What Is Adagio Grass: Tips For Growing Adagio Maiden Grass

What Is Adagio Grass: Tips For Growing Adagio Maiden Grass

By: Bonnie L. Grant, Certified Urban Agriculturist
Image by David J. Stang

Who doesn’t love maiden grass? Ornamental grass lovers usually have one or more varieties in their collection. Adagio is an outstanding maiden grass with low maintenance and exceptional tolerance for a variety of conditions. Growing Adagio maiden grass provides winter interest as well as drought resistance and erosion control. Plus, its long bloom period enhances the garden with the feathery pink blooms.

What is Adagio Grass?

Choosing ornamental grasses can be difficult due to the many sizes, forms and specific needs. Miscanthus ‘Adagio’ care is minimal, allowing the gardener to enjoy the beautiful plumes without spending a lot of time on the plant.

Arching a graceful 3 to 4 feet (.91 to 1.2 m.), the lovely grass is a dwarf maiden grass. Mature plants can have dozens of airy plumes starting out pink and fading to white. The foliage is also a standout. Blades are slender, silver green and turn orange, burgundy and gold in fall. The plant is also known as Chinese or Japanese silver grass due to the spectacular foliage tones.

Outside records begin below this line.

use std::path::Path;

use anyhow::{Context, Result};
use lumen_engine::scene::Scene;
use serde::{Deserialize, Serialize};

/// Human-readable description of a scene, written on save.
#[derive(Debug, Clone, PartialEq, Serialize, Deserialize)]
pub struct SceneSnapshot {
    pub cameras: Vec<CameraSnapshot>,
    pub objects: Vec<ObjectSnapshot>,
    pub images: Vec<ImageSnapshot>,
}

#[derive(Debug, Clone, PartialEq, Serialize, Deserialize)]
pub struct CameraSnapshot {
    pub name: String,
    pub eye: [f32; 3],
    pub target: [f32; 3],
    pub fov: f32,
    pub size: [u32; 2],
    /// Names of the linked objects, in draw order.
    pub objects: Vec<String>,
    pub tracks: Option<String>,
}

#[derive(Debug, Clone, PartialEq, Serialize, Deserialize)]
pub struct ObjectSnapshot {
    pub name: String,
    /// Column-major model matrix.
    pub model: [f32; 16],
    pub sideness: String,
    pub textures: Vec<String>,
}

#[derive(Debug, Clone, PartialEq, Serialize, Deserialize)]
pub struct ImageSnapshot {
    pub name: String,
    pub width: u32,
    pub height: u32,
    pub channels: u32,
    pub format: String,
}

impl SceneSnapshot {
    pub fn capture(scene: &Scene) -> Self {
        let object_name = |id| scene.object(id).map(|o| o.name().to_string());
        let image_name = |id| scene.image(id).map(|i| i.name().to_string());

        let cameras = scene
            .cameras()
            .map(|(_, camera)| {
                let (w, h) = camera.size();
                CameraSnapshot {
                    name: camera.name().to_string(),
                    eye: camera.eye().to_array(),
                    target: camera.target().to_array(),
                    fov: camera.fov(),
                    size: [w, h],
                    objects: camera.objects().iter().filter_map(|&id| object_name(id)).collect(),
                    tracks: camera
                        .tracked()
                        .and_then(|id| scene.camera(id))
                        .map(|c| c.name().to_string()),
                }
            })
            .collect();

        let objects = scene
            .objects()
            .map(|(_, object)| ObjectSnapshot {
                name: object.name().to_string(),
                model: object.model().to_cols_array(),
                sideness: format!("{:?}", object.sideness()),
                textures: object.textures().iter().filter_map(|&id| image_name(id)).collect(),
            })
            .collect();

        let images = scene
            .images()
            .map(|(_, image)| {
                let spec = image.image().spec();
                ImageSnapshot {
                    name: image.name().to_string(),
                    width: spec.width,
                    height: spec.height,
                    channels: spec.channels,
                    format: format!("{:?}", spec.format),
                }
            })
            .collect();

        Self {
            cameras,
            objects,
            images,
        }
    }

    pub fn save(&self, path: &Path) -> Result<()> {
        let json = serde_json::to_string_pretty(self).context("failed to encode scene")?;
        std::fs::write(path, json).with_context(|| format!("failed to write '{}'", path.display()))?;
        Ok(())
    }
}

#[cfg(test)]
mod tests {
    use std::sync::Arc;

    use lumen_engine::image::Image;
    use lumen_engine::scene::{Camera, Object};

    use super::*;

    fn scene() -> Scene {
        let mut scene = Scene::new();
        let image = scene.add_image("pattern", Arc::new(Image::with_default_pattern()));
        let plane = scene.add_object(Object::plane("screen", 2.0, 2.0));
        scene.link_texture(plane, image);
        let main = scene.add_camera(Camera::new("main", 320, 240));
        let aux = scene.add_camera(Camera::new("aux", 64, 64));
        scene.link(main, plane.into());
        scene.link(main, aux.into());
        scene
    }

    #[test]
    fn capture_resolves_links_by_name() {
        let snap = SceneSnapshot::capture(&scene());
        let main = snap.cameras.iter().find(|c| c.name == "main").unwrap();
        assert_eq!(main.objects, ["screen"]);
        assert_eq!(main.tracks.as_deref(), Some("aux"));
        assert_eq!(main.size, [320, 240]);
        assert_eq!(snap.objects[0].textures, ["pattern"]);
        assert_eq!(snap.objects[0].sideness, "DoubleSided");
        assert_eq!(snap.images[0].width, 512);
    }

    #[test]
    fn json_keeps_every_field() {
        let snap = SceneSnapshot::capture(&scene());
        let json = serde_json::to_string(&snap).unwrap();
        let back: SceneSnapshot = serde_json::from_str(&json).unwrap();
        assert_eq!(back, snap);
    }
}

An Asian native, it has adapted readily to many regions of the United States with a USDA zone range of 5 to 9. The clumping form produces a fountain of leaves topped from summer to winter with the attractive plumes. The feathery inflorescences persist in winter, turning beige and dry, seed heads of interest to several species of wild birds.

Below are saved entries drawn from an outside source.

//! Offscreen GPU tests. Each test returns early when no adapter is available.

use std::sync::Arc;

use glam::{Vec3, Vec4};
use lumen_engine::image::{Image, ImageBuf, ImageSpec, PixelFormat};
use lumen_engine::render::{RenderCtx, RenderError};
use lumen_engine::scene::{Camera, Object, Scene};
use lumen_engine::shader::{shading, ShaderProgram, ShaderStage, ShaderState, Sideness};
use lumen_engine::texture::{Texture, TextureSpec};

const RED: [u8; 3] = [255, 0, 0];
const BLUE: [u8; 3] = [0, 0, 255];
const CYAN: [u8; 3] = [0, 255, 255];

fn ctx() -> Option<RenderCtx> {
    match pollster::block_on(RenderCtx::headless()) {
        Ok(ctx) => Some(ctx),
        Err(e) => {
            eprintln!("skipping GPU test: {e:#}");
            None
        }
    }
}

/// Copies the texel at the center of level 0 back to the CPU.
fn read_center(ctx: &RenderCtx, texture: &Texture) -> [u8; 4] {
    let spec = texture.spec();
    let raw = texture.raw().expect("allocated texture");
    let buffer = ctx.device().create_buffer(&wgpu::BufferDescriptor {
        label: Some("readback"),
        size: 256,
        usage: wgpu::BufferUsages::MAP_READ | wgpu::BufferUsages::COPY_DST,
        mapped_at_creation: false,
    });

    let mut encoder = ctx.create_encoder("readback");
    encoder.copy_texture_to_buffer(
        wgpu::TexelCopyTextureInfo {
            texture: raw,
            mip_level: 0,
            origin: wgpu::Origin3d {
                x: spec.width / 2,
                y: spec.height / 2,
                z: 0,
            },
            aspect: wgpu::TextureAspect::All,
        },
        wgpu::TexelCopyBufferInfo {
            buffer: &buffer,
            layout: wgpu::TexelCopyBufferLayout {
                offset: 0,
                bytes_per_row: Some(256),
                rows_per_image: Some(1),
            },
        },
        wgpu::Extent3d {
            width: 1,
            height: 1,
            depth_or_array_layers: 1,
        },
    );
    ctx.submit(encoder);

    let slice = buffer.slice(..);
    slice.map_async(wgpu::MapMode::Read, |_| {});
    ctx.device()
        .poll(wgpu::PollType::wait_indefinitely())
        .expect("readback poll");
    let data = slice.get_mapped_range();
    [data[0], data[1], data[2], data[3]]
}

fn solid(rgb: [u8; 3]) -> Image {
    let data = rgb.iter().copied().cycle().take(4 * 4 * 3).collect();
    let buf = ImageBuf::from_raw(ImageSpec::new(4, 4, 3, PixelFormat::U8), data).expect("4x4 rgb");
    Image::from(buf)
}

/// Renders a unit plane with `layers` through the default program and
/// returns the center pixel, together with the camera's view matrix.
fn render_plane(ctx: &RenderCtx, sideness: Sideness, layers: &[[u8; 3]]) -> ([u8; 4], glam::Mat4) {
    let mut scene = Scene::new();
    let mut object = Object::plane("screen", 1.0, 1.0);
    object.set_sideness(sideness);
    let plane = scene.add_object(object);
    for (i, rgb) in layers.iter().enumerate() {
        let image = scene.add_image(format!("layer{i}"), Arc::new(solid(*rgb)));
        assert!(scene.link_texture(plane, image));
    }

    let mut camera = Camera::new("main", 32, 32);
    camera.look_at(Vec3::new(0.0, -0.5, 2.0), Vec3::ZERO);
    let view = camera.view_matrix();
    let cam = scene.add_camera(camera);
    assert!(scene.link(cam, plane.into()));

    scene.upload_images(ctx);
    scene.prepare_objects(ctx);
    scene.render_cameras(ctx).expect("render");
    let pixel = read_center(ctx, scene.camera(cam).expect("camera").output());
    (pixel, view)
}

/// What the default program should output for the same plane, from the CPU rules.
fn reference(sideness: Sideness, layers: &[[u8; 3]], view: glam::Mat4) -> [u8; 4] {
    let normal = view.inverse().transpose() * Vec4::new(0.0, 0.0, 1.0, 0.0);
    if shading::discards(sideness, normal.z) {
        return [0, 0, 0, 255];
    }
    let layer = |i: usize| {
        layers.get(i).map_or(Vec4::ZERO, |c| {
            Vec4::new(c[0] as f32, c[1] as f32, c[2] as f32, 255.0) / 255.0
        })
    };
    let out = shading::composite(layers.len() as u32, layer(0), layer(1)) * 255.0;
    out.round().to_array().map(|v| v as u8)
}

fn assert_close(actual: [u8; 4], expected: [u8; 4], what: &str) {
    let close = actual
        .iter()
        .zip(expected)
        .all(|(&a, e)| a.abs_diff(e) <= 2);
    assert!(close, "{what}: got {actual:?}, expected {expected:?}");
}

#[test]
fn resize_is_idempotent() {
    let Some(ctx) = ctx() else { return };
    let mut tex = Texture::new("t", TextureSpec::color(0, 0));

    assert!(tex.resize(&ctx, 32, 16));
    let id = tex.id();
    assert!(!tex.resize(&ctx, 32, 16));
    assert_eq!(tex.id(), id);

    assert!(!tex.resize(&ctx, 0, 16));
    assert_eq!(tex.spec().width, 32);

    assert!(tex.resize(&ctx, 64, 16));
    assert_ne!(tex.id(), id);
}

#[test]
fn oversized_reset_keeps_previous_storage() {
    let Some(ctx) = ctx() else { return };
    let mut tex = Texture::new("t", TextureSpec::color(8, 8));
    tex.reset(&ctx, TextureSpec::color(8, 8), None).expect("small texture");
    let id = tex.id();

    let limit = ctx.max_texture_dimension();
    let err = tex
        .reset(&ctx, TextureSpec::color(limit + 1, 8), None)
        .expect_err("over the limit");
    assert!(matches!(err, RenderError::TextureTooLarge { .. }));
    assert_eq!(tex.id(), id);
    assert_eq!(tex.spec().width, 8);
    assert!(tex.is_allocated());
}

#[test]
fn upload_follows_image_shape() {
    let Some(ctx) = ctx() else { return };
    let image = Image::new();
    image
        .set_empty(64, 64, 4, PixelFormat::U8)
        .expect("shape fits");
    image.set_to(255u8);

    let mut tex = Texture::new("t", TextureSpec::color(0, 0));
    tex.upload(&ctx, &image).expect("upload");
    assert_eq!((tex.spec().width, tex.spec().height), (64, 64));
    assert!(tex.spec().mip_level_count() > 1);
    assert!(ctx.check_errors("upload").is_ok());
}

#[test]
fn default_program_links() {
    let Some(ctx) = ctx() else { return };
    let mut program = ShaderProgram::new("default");
    program.activate(&ctx).expect("default program");
    assert_eq!(program.state(), ShaderState::Linked);

    program.set_source(ShaderStage::Fragment, "this is not wgsl");
    assert!(program.activate(&ctx).is_err());
    assert_eq!(program.state(), ShaderState::Failed);
}

#[test]
fn camera_renders_textured_plane() {
    let Some(ctx) = ctx() else { return };
    let mut scene = Scene::new();

    let mut buf = ImageBuf::new(ImageSpec::new(16, 16, 3, PixelFormat::U16)).expect("shape fits");
    buf.fill(u16::MAX);
    let image = scene.add_image("white", Arc::new(Image::from(buf)));
    let plane = scene.add_object(Object::plane("screen", 1.0, 1.0));
    let cam = scene.add_camera(Camera::new("main", 48, 32));

    assert!(scene.link_texture(plane, image));
    assert!(scene.link(cam, plane.into()));

    assert_eq!(scene.upload_images(&ctx), 1);
    assert_eq!(scene.upload_images(&ctx), 0);
    scene.prepare_objects(&ctx);
    scene.render_cameras(&ctx).expect("render");

    let out = scene.camera(cam).map(|c| c.output().spec());
    assert_eq!(out.map(|s| (s.width, s.height)), Some((48, 32)));
}

#[test]
fn sideness_discards_match_cpu_rules() {
    let Some(ctx) = ctx() else { return };
    for sideness in [Sideness::DoubleSided, Sideness::SingleSided, Sideness::Inverted] {
        let (pixel, view) = render_plane(&ctx, sideness, &[RED]);
        assert_close(pixel, reference(sideness, &[RED], view), &format!("{sideness:?}"));
    }

    // The plane faces the camera: only the single-sided variant drops it.
    let (double, _) = render_plane(&ctx, Sideness::DoubleSided, &[RED]);
    let (single, _) = render_plane(&ctx, Sideness::SingleSided, &[RED]);
    assert_close(double, [255, 0, 0, 255], "double sided");
    assert_close(single, [0, 0, 0, 255], "single sided");
}

#[test]
fn second_layer_blends_unless_key_color() {
    let Some(ctx) = ctx() else { return };

    let (pixel, view) = render_plane(&ctx, Sideness::DoubleSided, &[RED, BLUE]);
    assert_close(pixel, reference(Sideness::DoubleSided, &[RED, BLUE], view), "red + blue");
    assert_close(pixel, [51, 0, 204, 255], "red + blue");

    let (pixel, view) = render_plane(&ctx, Sideness::DoubleSided, &[RED, CYAN]);
    assert_close(pixel, reference(Sideness::DoubleSided, &[RED, CYAN], view), "red + cyan");
    assert_close(pixel, [255, 0, 0, 255], "red + cyan");

    let (pixel, view) = render_plane(&ctx, Sideness::DoubleSided, &[]);
    assert_close(pixel, reference(Sideness::DoubleSided, &[], view), "untextured");
}

#[test]
fn failed_compile_keeps_earlier_device_errors() {
    let Some(ctx) = ctx() else { return };
    let mut program = ShaderProgram::new("broken");
    program.set_source(ShaderStage::Fragment, "this is not wgsl");

    ctx.errors().push("earlier upload error");
    assert!(program.activate(&ctx).is_err());

    match ctx.check_errors("after compile") {
        Err(RenderError::Gpu { message, .. }) => {
            assert!(message.contains("earlier upload error"), "{message}");
            assert!(!message.contains("not wgsl"), "{message}");
        }
        other => panic!("earlier error lost: {other:?}"),
    }
}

How to Grow Adagio Maiden Grass

This plant prefers full sun to part shade. However, in areas with less than 6 hours of sunlight the plant will tend to get floppy and blooms will diminish. Almost any soil from moist clay to dry, sandy compositions are acceptable. While the plant can tolerate short periods of drought, best growth comes in a moist location. Adagio spreads through rhizomes but usually keeps a tidy habit as it grows. In some gardens, the plant may become invasive and will self-seed. The seedlings are one way to grow more of this attractive plant but division is another. Divide plants in winter when they are dormant. Dig up the root mass and cut the plant into 2 or 3 sections, each equipped with roots.

Miscanthus ‘Adagio’ Care

Adagio is useful in large containers, mass plantings or as single specimens. The sunlight filtering through the foliage creates a bold, dazzling effect. The pests that primarily affect the grass are mealybugs, spider mites, aphids and fungus gnat larvae. Usually, these do not cause significant damage.

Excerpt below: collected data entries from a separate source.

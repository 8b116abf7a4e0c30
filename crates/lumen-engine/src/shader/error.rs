use std::path::PathBuf;

use thiserror::Error;

use super::ShaderStage;

#[derive(Debug, Error)]
pub enum ShaderError {
    #[error("failed to read shader source '{}': {source}", path.display())]
    Io {
        path: PathBuf,
        #[source]
        source: std::io::Error,
    },

    #[error("{stage:?} stage of '{program}' failed to compile:\n{log}")]
    Compile {
        program: String,
        stage: ShaderStage,
        log: String,
    },

    #[error("program '{program}' has no compiled {stage:?} stage")]
    MissingStage { program: String, stage: ShaderStage },

    #[error("program '{program}' is not linked")]
    NotLinked { program: String },
}
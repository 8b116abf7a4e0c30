//! Font loading and text measurement for overlay rendering.

mod font_system;

pub use font_system::{FontError, FontId, FontSystem};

Anthracnose, a disease of many types of plants, may cause foliar damage. One task that keeps the plant looking its best is removing the old foliage prior to new blade arrival. In late winter, gather all the foliage into a net of string, much like a ponytail, and neatly whack it off. This allows the silvery new growth to shine at its best.

Adagio maiden grass requires little other special care. A nice organic mulch around the roots will protect plant roots growing in marginally cold regions.